* **ENTRIES SUPPLIED**

//! Byte-size and timestamp formatting for listings.
//!
//! Sizes are computed in binary multiples (1024) but labelled `MB`/`GB`/`TB`,
//! which is what the listing UI has always shown.

use std::cmp::Ordering;

use chrono::{DateTime, NaiveDate, NaiveDateTime, Utc};

use crate::types::SizeValue;

/// Bytes in one KiB
pub const KIB: f64 = 1024.0;
/// Bytes in one MiB
pub const MIB: f64 = KIB * 1024.0;
/// Bytes in one GiB
pub const GIB: f64 = MIB * 1024.0;
/// Bytes in one TiB
pub const TIB: f64 = GIB * 1024.0;

/// Parses a size string such as `"2.5 GB"` or `"700MiB"` into bytes.
///
/// The leading number is read leniently (trailing text ignored) and the unit is
/// made of the string's ASCII letters, case-insensitive. `kb`, `mb`, `gb`,
/// `mib` and `gib` scale by powers of 1024; anything else leaves the number
/// unscaled. Returns `NaN` when the string does not start with a number.
#[must_use]
pub fn bytes_from_size_string(value: &str) -> f64 {
    let numeric = parse_float_prefix(value);
    if numeric.is_nan() {
        return numeric;
    }

    let unit: String = value
        .to_lowercase()
        .chars()
        .filter(char::is_ascii_lowercase)
        .collect();

    match unit.as_str() {
        "kb" => numeric * KIB,
        "mb" | "mib" => numeric * MIB,
        "gb" | "gib" => numeric * GIB,
        _ => numeric,
    }
}

/// Sort comparator over two size strings.
///
/// Pairs that cannot be ordered (either side is not a number) compare equal.
#[must_use]
pub fn compare_sizes(a: &str, b: &str) -> Ordering {
    bytes_from_size_string(a)
        .partial_cmp(&bytes_from_size_string(b))
        .unwrap_or(Ordering::Equal)
}

/// Renders a byte count as `"<x.x> GB"` from 1 GiB upwards, `"<x.x> MB"` below.
#[must_use]
#[allow(clippy::cast_precision_loss)]
pub fn format_file_size(bytes: u64) -> String {
    format_file_size_f64(bytes as f64)
}

pub(crate) fn format_file_size_f64(bytes: f64) -> String {
    let gib = bytes / GIB;
    if gib >= 1.0 {
        format!("{} GB", to_fixed(gib, 1))
    } else {
        format!("{} MB", to_fixed(bytes / MIB, 1))
    }
}

/// Converts a byte count to GiB without rounding.
#[must_use]
#[allow(clippy::cast_precision_loss)]
pub fn bytes_to_gib(bytes: u64) -> f64 {
    bytes as f64 / GIB
}

/// Renders a byte count in TiB with two decimals, e.g. `"1.50 TB"`.
///
/// Zero is rendered as the literal `"0 TiB"`. String input is read with the
/// same lenient number parse as [`bytes_from_size_string`].
#[must_use]
pub fn bytes_to_tib_string(value: impl Into<SizeValue>) -> String {
    let bytes = match value.into() {
        SizeValue::Bytes(n) => n,
        SizeValue::Text(s) => parse_float_prefix(&s),
    };

    if bytes == 0.0 {
        return "0 TiB".to_string();
    }

    format!("{} TB", to_fixed(bytes / TIB, 2))
}

/// Renders a creation timestamp as `"Mon, Jan 15, 2024, 10:30:00 AM UTC"`.
///
/// Accepts RFC 3339 / ISO-8601 strings or Unix milliseconds. Empty or absent
/// input yields an empty string; unparseable input yields `"Invalid Date"`.
#[must_use]
pub fn format_creation_time(timestamp: Option<&str>) -> String {
    let Some(raw) = timestamp.map(str::trim).filter(|s| !s.is_empty()) else {
        return String::new();
    };

    match parse_timestamp(raw) {
        Some(dt) => dt.format("%a, %b %-d, %Y, %-I:%M:%S %p UTC").to_string(),
        None => "Invalid Date".to_string(),
    }
}

/// Renders a date as `"05 Jan 2024"`.
#[must_use]
pub fn format_short_date(dt: &DateTime<Utc>) -> String {
    dt.format("%d %b %Y").to_string()
}

pub(crate) fn parse_timestamp(raw: &str) -> Option<DateTime<Utc>> {
    let raw = raw.trim();

    if let Ok(millis) = raw.parse::<i64>() {
        return DateTime::from_timestamp_millis(millis);
    }

    if let Ok(dt) = DateTime::parse_from_rfc3339(raw) {
        return Some(dt.with_timezone(&Utc));
    }

    for fmt in ["%Y-%m-%dT%H:%M:%S%.f", "%Y-%m-%d %H:%M:%S%.f"] {
        if let Ok(naive) = NaiveDateTime::parse_from_str(raw, fmt) {
            return Some(naive.and_utc());
        }
    }

    NaiveDate::parse_from_str(raw, "%Y-%m-%d")
        .ok()
        .and_then(|d| d.and_hms_opt(0, 0, 0))
        .map(|naive| naive.and_utc())
}

/// Reads the longest numeric prefix of `value` as a float.
///
/// Leading whitespace is skipped; sign, decimal point, exponent and
/// `Infinity` are recognised. Returns `NaN` when no digits lead the string.
pub(crate) fn parse_float_prefix(value: &str) -> f64 {
    let s = value.trim_start();
    let bytes = s.as_bytes();
    let mut end = 0;

    if matches!(bytes.first(), Some(b'+' | b'-')) {
        end = 1;
    }

    if s[end..].starts_with("Infinity") {
        return if s.starts_with('-') {
            f64::NEG_INFINITY
        } else {
            f64::INFINITY
        };
    }

    let int_start = end;
    while end < bytes.len() && bytes[end].is_ascii_digit() {
        end += 1;
    }
    let mut digits = end - int_start;

    if end < bytes.len() && bytes[end] == b'.' {
        let frac_start = end + 1;
        let mut frac_end = frac_start;
        while frac_end < bytes.len() && bytes[frac_end].is_ascii_digit() {
            frac_end += 1;
        }
        digits += frac_end - frac_start;
        end = frac_end;
    }

    if digits == 0 {
        return f64::NAN;
    }

    if end < bytes.len() && bytes[end].eq_ignore_ascii_case(&b'e') {
        let mut exp_end = end + 1;
        if matches!(bytes.get(exp_end), Some(b'+' | b'-')) {
            exp_end += 1;
        }
        let exp_digits = exp_end;
        while exp_end < bytes.len() && bytes[exp_end].is_ascii_digit() {
            exp_end += 1;
        }
        if exp_end > exp_digits {
            end = exp_end;
        }
    }

    s[..end].parse().unwrap_or(f64::NAN)
}

/// Fixed-point rendering with ties rounded up on the magnitude.
///
/// `format!("{:.1}")` rounds ties to even, which would render 1.25 GiB as
/// `1.2`; listings have always shown `1.3`.
pub(crate) fn to_fixed(value: f64, digits: u8) -> String {
    if value.is_nan() {
        return "NaN".to_string();
    }
    if value.is_infinite() {
        return if value > 0.0 { "Infinity" } else { "-Infinity" }.to_string();
    }

    let scale = 10f64.powi(i32::from(digits));
    let scaled = value.abs() * scale;
    let floor = scaled.floor();
    let rounded = if scaled - floor >= 0.5 {
        floor + 1.0
    } else {
        floor
    };
    let sign = if value < 0.0 { "-" } else { "" };

    format!("{sign}{:.*}", usize::from(digits), rounded / scale)
}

* **ACTIVITY**
Your answer must be every record above, set down exactly as written.

* **EXERCISE RESULT**
//! Byte-size and timestamp formatting for listings.
//!
//! Sizes are computed in binary multiples (1024) but labelled `MB`/`GB`/`TB`,
//! which is what the listing UI has always shown.

use std::cmp::Ordering;

use chrono::{DateTime, NaiveDate, NaiveDateTime, Utc};

use crate::types::SizeValue;

/// Bytes in one KiB
pub const KIB: f64 = 1024.0;
/// Bytes in one MiB
pub const MIB: f64 = KIB * 1024.0;
/// Bytes in one GiB
pub const GIB: f64 = MIB * 1024.0;
/// Bytes in one TiB
pub const TIB: f64 = GIB * 1024.0;

/// Parses a size string such as `"2.5 GB"` or `"700MiB"` into bytes.
///
/// The leading number is read leniently (trailing text ignored) and the unit is
/// made of the string's ASCII letters, case-insensitive. `kb`, `mb`, `gb`,
/// `mib` and `gib` scale by powers of 1024; anything else leaves the number
/// unscaled. Returns `NaN` when the string does not start with a number.
#[must_use]
pub fn bytes_from_size_string(value: &str) -> f64 {
    let numeric = parse_float_prefix(value);
    if numeric.is_nan() {
        return numeric;
    }

    let unit: String = value
        .to_lowercase()
        .chars()
        .filter(char::is_ascii_lowercase)
        .collect();

    match unit.as_str() {
        "kb" => numeric * KIB,
        "mb" | "mib" => numeric * MIB,
        "gb" | "gib" => numeric * GIB,
        _ => numeric,
    }
}

/// Sort comparator over two size strings.
///
/// Pairs that cannot be ordered (either side is not a number) compare equal.
#[must_use]
pub fn compare_sizes(a: &str, b: &str) -> Ordering {
    bytes_from_size_string(a)
        .partial_cmp(&bytes_from_size_string(b))
        .unwrap_or(Ordering::Equal)
}

/// Renders a byte count as `"<x.x> GB"` from 1 GiB upwards, `"<x.x> MB"` below.
#[must_use]
#[allow(clippy::cast_precision_loss)]
pub fn format_file_size(bytes: u64) -> String {
    format_file_size_f64(bytes as f64)
}

pub(crate) fn format_file_size_f64(bytes: f64) -> String {
    let gib = bytes / GIB;
    if gib >= 1.0 {
        format!("{} GB", to_fixed(gib, 1))
    } else {
        format!("{} MB", to_fixed(bytes / MIB, 1))
    }
}

/// Converts a byte count to GiB without rounding.
#[must_use]
#[allow(clippy::cast_precision_loss)]
pub fn bytes_to_gib(bytes: u64) -> f64 {
    bytes as f64 / GIB
}

/// Renders a byte count in TiB with two decimals, e.g. `"1.50 TB"`.
///
/// Zero is rendered as the literal `"0 TiB"`. String input is read with the
/// same lenient number parse as [`bytes_from_size_string`].
#[must_use]
pub fn bytes_to_tib_string(value: impl Into<SizeValue>) -> String {
    let bytes = match value.into() {
        SizeValue::Bytes(n) => n,
        SizeValue::Text(s) => parse_float_prefix(&s),
    };

    if bytes == 0.0 {
        return "0 TiB".to_string();
    }

    format!("{} TB", to_fixed(bytes / TIB, 2))
}

/// Renders a creation timestamp as `"Mon, Jan 15, 2024, 10:30:00 AM UTC"`.
///
/// Accepts RFC 3339 / ISO-8601 strings or Unix milliseconds. Empty or absent
/// input yields an empty string; unparseable input yields `"Invalid Date"`.
#[must_use]
pub fn format_creation_time(timestamp: Option<&str>) -> String {
    let Some(raw) = timestamp.map(str::trim).filter(|s| !s.is_empty()) else {
        return String::new();
    };

    match parse_timestamp(raw) {
        Some(dt) => dt.format("%a, %b %-d, %Y, %-I:%M:%S %p UTC").to_string(),
        None => "Invalid Date".to_string(),
    }
}

/// Renders a date as `"05 Jan 2024"`.
#[must_use]
pub fn format_short_date(dt: &DateTime<Utc>) -> String {
    dt.format("%d %b %Y").to_string()
}

pub(crate) fn parse_timestamp(raw: &str) -> Option<DateTime<Utc>> {
    let raw = raw.trim();

    if let Ok(millis) = raw.parse::<i64>() {
        return DateTime::from_timestamp_millis(millis);
    }

    if let Ok(dt) = DateTime::parse_from_rfc3339(raw) {
        return Some(dt.with_timezone(&Utc));
    }

    for fmt in ["%Y-%m-%dT%H:%M:%S%.f", "%Y-%m-%d %H:%M:%S%.f"] {
        if let Ok(naive) = NaiveDateTime::parse_from_str(raw, fmt) {
            return Some(naive.and_utc());
        }
    }

    NaiveDate::parse_from_str(raw, "%Y-%m-%d")
        .ok()
        .and_then(|d| d.and_hms_opt(0, 0, 0))
        .map(|naive| naive.and_utc())
}

/// Reads the longest numeric prefix of `value` as a float.
///
/// Leading whitespace is skipped; sign, decimal point, exponent and
/// `Infinity` are recognised. Returns `NaN` when no digits lead the string.
pub(crate) fn parse_float_prefix(value: &str) -> f64 {
    let s = value.trim_start();
    let bytes = s.as_bytes();
    let mut end = 0;

    if matches!(bytes.first(), Some(b'+' | b'-')) {
        end = 1;
    }

    if s[end..].starts_with("Infinity") {
        return if s.starts_with('-') {
            f64::NEG_INFINITY
        } else {
            f64::INFINITY
        };
    }

    let int_start = end;
    while end < bytes.len() && bytes[end].is_ascii_digit() {
        end += 1;
    }
    let mut digits = end - int_start;

    if end < bytes.len() && bytes[end] == b'.' {
        let frac_start = end + 1;
        let mut frac_end = frac_start;
        while frac_end < bytes.len() && bytes[frac_end].is_ascii_digit() {
            frac_end += 1;
        }
        digits += frac_end - frac_start;
        end = frac_end;
    }

    if digits == 0 {
        return f64::NAN;
    }

    if end < bytes.len() && bytes[end].eq_ignore_ascii_case(&b'e') {
        let mut exp_end = end + 1;
        if matches!(bytes.get(exp_end), Some(b'+' | b'-')) {
            exp_end += 1;
        }
        let exp_digits = exp_end;
        while exp_end < bytes.len() && bytes[exp_end].is_ascii_digit() {
            exp_end += 1;
        }
        if exp_end > exp_digits {
            end = exp_end;
        }
    }

    s[..end].parse().unwrap_or(f64::NAN)
}

/// Fixed-point rendering with ties rounded up on the magnitude.
///
/// `format!("{:.1}")` rounds ties to even, which would render 1.25 GiB as
/// `1.2`; listings have always shown `1.3`.
pub(crate) fn to_fixed(value: f64, digits: u8) -> String {
    if value.is_nan() {
        return "NaN".to_string();
    }
    if value.is_infinite() {
        return if value > 0.0 { "Infinity" } else { "-Infinity" }.to_string();
    }

    let scale = 10f64.powi(i32::from(digits));
    let scaled = value.abs() * scale;
    let floor = scaled.floor();
    let rounded = if scaled - floor >= 0.5 {
        floor + 1.0
    } else {
        floor
    };
    let sign = if value < 0.0 { "-" } else { "" };

    format!("{sign}{:.*}", usize::from(digits), rounded / scale)
}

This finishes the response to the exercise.